The proposed fully automatic deep learning framework achieved a Dice score of 0.897, significantly outperforming the fully automatic WHS method (P=0.011) and performing comparably to the semi-automatic WHS+SV method (P=0.072).
Does a novel deep learning framework combining sequential and dilated residual learning improve the automatic delineation of the left atrium and pulmonary veins from LGE-CMRI images compared to multi-atlas based methods?
A novel deep learning framework enables fully automatic and accurate delineation of the left atrium and pulmonary veins directly from LGE-CMRI images, potentially facilitating objective atrial scarring assessment in patients with atrial fibrillation.

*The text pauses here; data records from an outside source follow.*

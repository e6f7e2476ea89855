use std::net::SocketAddr;
use std::path::PathBuf;

/// Server configuration from environment variables.
#[derive(Debug, Clone)]
pub struct Config {
    pub listen_addr: SocketAddr,
    pub data_path: PathBuf,
    pub api_key: Option<String>,
}

impl Config {
    /// Load configuration from environment variables.
    /// DATA_PATH defaults to "oppskrift.redb".
    pub fn from_env() -> Result<Self, ConfigError> {
        let data_path: PathBuf = std::env::var("DATA_PATH")
            .unwrap_or_else(|_| "oppskrift.redb".to_string())
            .into();

        let listen_addr = std::env::var("LISTEN_ADDR")
            .unwrap_or_else(|_| "0.0.0.0:3000".to_string())
            .parse()
            .map_err(|_| ConfigError::Invalid("LISTEN_ADDR", "must be a valid socket address"))?;

        // "1" is the placeholder key shipped in example configs; treat it
        // as no credential so the fixture source gets selected.
        let api_key = std::env::var("SPOONACULAR_API_KEY")
            .ok()
            .filter(|key| !key.is_empty() && key != "1");

        Ok(Config {
            listen_addr,
            data_path,
            api_key,
        })
    }
}

#[derive(Debug)]
pub enum ConfigError {
    Invalid(&'static str, &'static str),
}

impl std::fmt::Display for ConfigError {
    fn fmt(&self, f: &mut std::fmt::Formatter<'_>) -> std::fmt::Result {
        match self {
            ConfigError::Invalid(var, msg) => write!(f, "Invalid value for {}: {}", var, msg),
        }
    }
}

impl std::error::Error for ConfigError {}
pub mod favorites;
pub mod recipes;
pub mod shopping;

use axum::{
    response::{Html, IntoResponse},
    routing::{delete, get, post},
    Router,
};

use crate::state::AppState;

pub fn create_router(state: AppState) -> Router {
    Router::new()
        // Index page
        .route("/", get(index))
        // Recipe data source queries
        .route("/api/search", get(recipes::search))
        .route("/api/cuisines/{cuisine}/recipes", get(recipes::search_cuisine))
        .route("/api/recipes/{id}", get(recipes::get_recipe))
        .route("/api/recipes/{id}/similar", get(recipes::get_similar))
        // Favorite set
        .route("/api/favorites", get(favorites::list))
        .route("/api/favorites", post(favorites::create))
        .route("/api/favorites/{id}", get(favorites::membership))
        .route("/api/favorites/{id}", delete(favorites::remove))
        // Shopping list
        .route("/api/shopping-list", get(shopping::list))
        .route("/api/shopping-list", post(shopping::create))
        .route("/api/shopping-list/{id}/toggle", post(shopping::toggle))
        .route("/api/shopping-list/{id}", delete(shopping::remove))
        // Health check
        .route("/health", get(health))
        .with_state(state)
}

async fn index() -> impl IntoResponse {
    Html(include_str!("../../static/index.html"))
}

async fn health() -> &'static str {
    "OK"
}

Absolute Event Rate: 0.897% vs 0.87%
p-value: p=0.011
Accurate delineation of heart substructures is a prerequisite for abnormality detection, for making quantitative and functional measurements, and for computer-aided diagnosis and treatment planning. Late Gadolinium-Enhanced Cardiac MRI (LGE-CMRI) is an emerging imaging technology for myocardial infarction or scar detection based on the differences in the volume of residual gadolinium distribution between scar and healthy tissues. While LGE-CMRI is a well-established non-invasive tool for detecting myocardial scar tissues in the ventricles, its application to left atrium (LA) imaging is more challenging due to its very thin wall of the LA and poor quality images, which may be produced because of motion artefacts and low signal-to-noise ratio. As the LGE-CMRI scan is designed to highlight scar tissues by altering the gadolinium kinetics, the anatomy among different heart substructures has less distinguishable boundaries. An accurate, robust and reproducible method for LA segmentation is highly in demand because it can not only provide valuable information of the heart function but also be helpful for the further delineation of scar tissue and measuring the scar percentage. In this study, we proposed a novel deep learning framework working on LGE-CMRI images directly by combining sequential learning and dilated residual learning to delineate LA and pulmonary veins fully automatically. The achieved results showed accurate segmentation results compared to the state-of-the-art methods. The proposed framework leads to an automatic generation of a patient-specific model that can potentially enable an objective atrial scarring assessment for the atrial fibrillation patients.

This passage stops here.